Cape gooseberry (Physalis peruviana L.), an increasingly popular fruit in the cuisine sector, is finding its niche in export markets around the world. Due to its potential, the National Institute of Agricultural Technology (INTA) and the Faculty of Agronomy of the University of Buenos Aires (FAUBA) carried out a study to evaluate the development of this crop in the province of Tucuman. The study yielded encouraging results and the INTA and FAUBA stated that this fruit was a great alternative to diversify the region's fruit and vegetable production.
“Cape gooseberry is a herbaceous plant that can reach up to two meters high. It is a relative of tomato and eggplant. Cape gooseberry has a high content of provitamin A, vitamin C, vitamin B complex, iron, phosphorus, and antioxidants. That's why more and more people are looking for it. In addition, it has a great capacity to adapt to various climatic conditions.
"Since northern Argentina is the center of origin of some species of the Physalis genus, such as P. pubescens, or tomatillo, we wanted to analyze whether cape gooseberry had productive potential in Tucuman and fill the void of information about its production,” stated Rolando Jose Quiroga, a professional of INTA Famailla.

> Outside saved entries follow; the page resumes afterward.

// Copyright (c) 2025 Erick Bourgeois, firestoned
// SPDX-License-Identifier: MIT

//! Orchestrator configuration.
//!
//! Loaded from a YAML file. Every field is optional; missing fields take the
//! defaults from [`crate::constants`].
//!
//! ```yaml
//! update_timeout_secs: 10
//! delete_concurrency: 4
//! servers:
//!   - hostname: ns1.example.com
//! keys:
//!   - name: update-key
//!     algorithm: hmac-sha256
//!     secret: c2VjcmV0LWtleS1ieXRlcw==
//! key_files:
//!   - /etc/bind/update.key
//! ```

use anyhow::{bail, Context, Result};
use serde::{Deserialize, Serialize};
use std::collections::HashSet;
use std::path::{Path, PathBuf};
use std::sync::Arc;
use std::time::Duration;
use tracing::{debug, info};

use crate::bind9::{
    load_key_file, BindServer, DnsOrchestrator, MemoryKeyStore, StaticServerRegistry,
    StatisticsZoneLister, TcpTransport, TsigKey,
};
use crate::constants::{
    DEFAULT_DELETE_CONCURRENCY, DEFAULT_STATISTICS_PORT, DEFAULT_STATISTICS_TIMEOUT_SECS,
    DEFAULT_TRANSFER_TIMEOUT_SECS, DEFAULT_UPDATE_TIMEOUT_SECS, DNS_PORT,
};

/// Top-level configuration.
#[derive(Debug, Clone, PartialEq, Eq, Serialize, Deserialize)]
#[serde(default)]
pub struct BinderConfig {
    /// Port used for servers added without an explicit `dns_port`
    pub dns_port: u16,
    /// Socket timeout for a single dynamic update
    pub update_timeout_secs: u64,
    /// Socket timeout for a zone transfer
    pub transfer_timeout_secs: u64,
    /// Statistics channel port used for servers added without one
    pub statistics_port: u16,
    /// Timeout for statistics channel requests
    pub statistics_timeout_secs: u64,
    /// Deletions in flight at once within a batch
    pub delete_concurrency: usize,
    /// Known servers
    pub servers: Vec<BindServer>,
    /// Inline TSIG keys
    pub keys: Vec<TsigKey>,
    /// BIND key files to read additional keys from
    pub key_files: Vec<PathBuf>,
}

impl Default for BinderConfig {
    fn default() -> Self {
        Self {
            dns_port: DNS_PORT,
            update_timeout_secs: DEFAULT_UPDATE_TIMEOUT_SECS,
            transfer_timeout_secs: DEFAULT_TRANSFER_TIMEOUT_SECS,
            statistics_port: DEFAULT_STATISTICS_PORT,
            statistics_timeout_secs: DEFAULT_STATISTICS_TIMEOUT_SECS,
            delete_concurrency: DEFAULT_DELETE_CONCURRENCY,
            servers: Vec::new(),
            keys: Vec::new(),
            key_files: Vec::new(),
        }
    }
}

impl BinderConfig {
    /// Read and validate a YAML configuration file.
    ///
    /// # Errors
    ///
    /// Returns an error if the file cannot be read, is not valid YAML for
    /// this structure, or fails [`BinderConfig::validate`].
    pub async fn load(path: &Path) -> Result<Self> {
        let content = tokio::fs::read_to_string(path)
            .await
            .with_context(|| format!("Failed to read config file {}", path.display()))?;
        let config = Self::from_yaml(&content)
            .with_context(|| format!("Invalid config file {}", path.display()))?;
        info!(
            path = %path.display(),
            servers = config.servers.len(),
            keys = config.keys.len(),
            key_files = config.key_files.len(),
            "Loaded configuration"
        );
        Ok(config)
    }

    /// Parse and validate configuration from YAML text.
    ///
    /// # Errors
    ///
    /// Returns an error if the YAML is invalid or validation fails.
    pub fn from_yaml(content: &str) -> Result<Self> {
        let config: Self = if content.trim().is_empty() {
            Self::default()
        } else {
            serde_yaml::from_str(content).context("Failed to parse YAML")?
        };
        config.validate()?;
        Ok(config)
    }

    /// Check value ranges and key name uniqueness.
    ///
    /// # Errors
    ///
    /// Returns an error describing the first invalid setting.
    pub fn validate(&self) -> Result<()> {
        if self.update_timeout_secs == 0 {
            bail!("update_timeout_secs must be greater than 0");
        }
        if self.transfer_timeout_secs == 0 {
            bail!("transfer_timeout_secs must be greater than 0");
        }
        if self.statistics_timeout_secs == 0 {
            bail!("statistics_timeout_secs must be greater than 0");
        }
        if self.delete_concurrency == 0 {
            bail!("delete_concurrency must be at least 1");
        }

        let mut names = HashSet::new();
        for key in &self.keys {
            if !names.insert(key.name.as_str()) {
                bail!("Duplicate TSIG key name: {}", key.name);
            }
        }

        for server in &self.servers {
            if server.hostname.trim().is_empty() {
                bail!("Server hostname must not be empty");
            }
        }
        Ok(())
    }

    /// Add a server by hostname using the configured default ports, unless it
    /// is already listed.
    pub fn add_server(&mut self, hostname: &str) {
        if self
            .servers
            .iter()
            .any(|s| s.hostname.eq_ignore_ascii_case(hostname))
        {
            return;
        }
        self.servers.push(BindServer {
            hostname: hostname.to_string(),
            dns_port: self.dns_port,
            statistics_port: self.statistics_port,
        });
    }

    /// Inline keys plus every key read from `key_files`.
    ///
    /// A key defined in a file replaces an inline key of the same name.
    ///
    /// # Errors
    ///
    /// Returns an error if a key file cannot be read or parsed.
    pub async fn all_keys(&self) -> Result<Vec<TsigKey>> {
        let mut keys = self.keys.clone();
        for path in &self.key_files {
            let file_keys = load_key_file(path).await?;
            debug!(path = %path.display(), keys = file_keys.len(), "Loaded key file");
            keys.extend(file_keys);
        }
        Ok(keys)
    }

    /// Build an orchestrator over TCP transport, the statistics channel and
    /// the configured servers and keys.
    ///
    /// # Errors
    ///
    /// Returns an error if a key file cannot be loaded or the HTTP client
    /// cannot be built.
    pub async fn build_orchestrator(&self) -> Result<DnsOrchestrator> {
        let keys = MemoryKeyStore::new(self.all_keys().await?);
        let transport = TcpTransport::new(
            Duration::from_secs(self.update_timeout_secs),
            Duration::from_secs(self.transfer_timeout_secs),
        );
        let lister =
            StatisticsZoneLister::new(Duration::from_secs(self.statistics_timeout_secs))?;
        let registry = StaticServerRegistry::new(self.servers.iter().cloned());

        Ok(DnsOrchestrator::new(
            Arc::new(keys),
            Arc::new(transport),
            Arc::new(lister),
            Arc::new(registry),
        )
        .with_delete_concurrency(self.delete_concurrency))
    }
}

#[cfg(test)]
#[path = "config_tests.rs"]
mod config_tests;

Quiroga highlighted that the study provided valuable information on how the crop develops, how long its stages last, and when it is convenient to sow it to obtain higher quality and yields. “Very good yields were achieved, up to 3,500 kg per hectare and quality suitable for export. Colombia, the main producer of cape gooseberry, produces up to 14,000 kg per hectare, while Chile and Brazil can produce up to 6,000 kg.”
"The results of the studies were more than encouraging to plan this crop in Tucuman, particularly in the Famailla area, where it would open up a possibility for the regional economy. Even in those areas with productive limitations," stated Quiroga, who has a Masters thesis in the Plant Production Area of the FAUBA Graduate School.
He also added: "Cape gooseberry could become a new crop for producers in the plain. In addition, they could take advantage of the export logistics that Tucuman has. The province set up an airport and has flights to take its blueberry production, among other berries, to the main cities of the United States and Europe in a short time.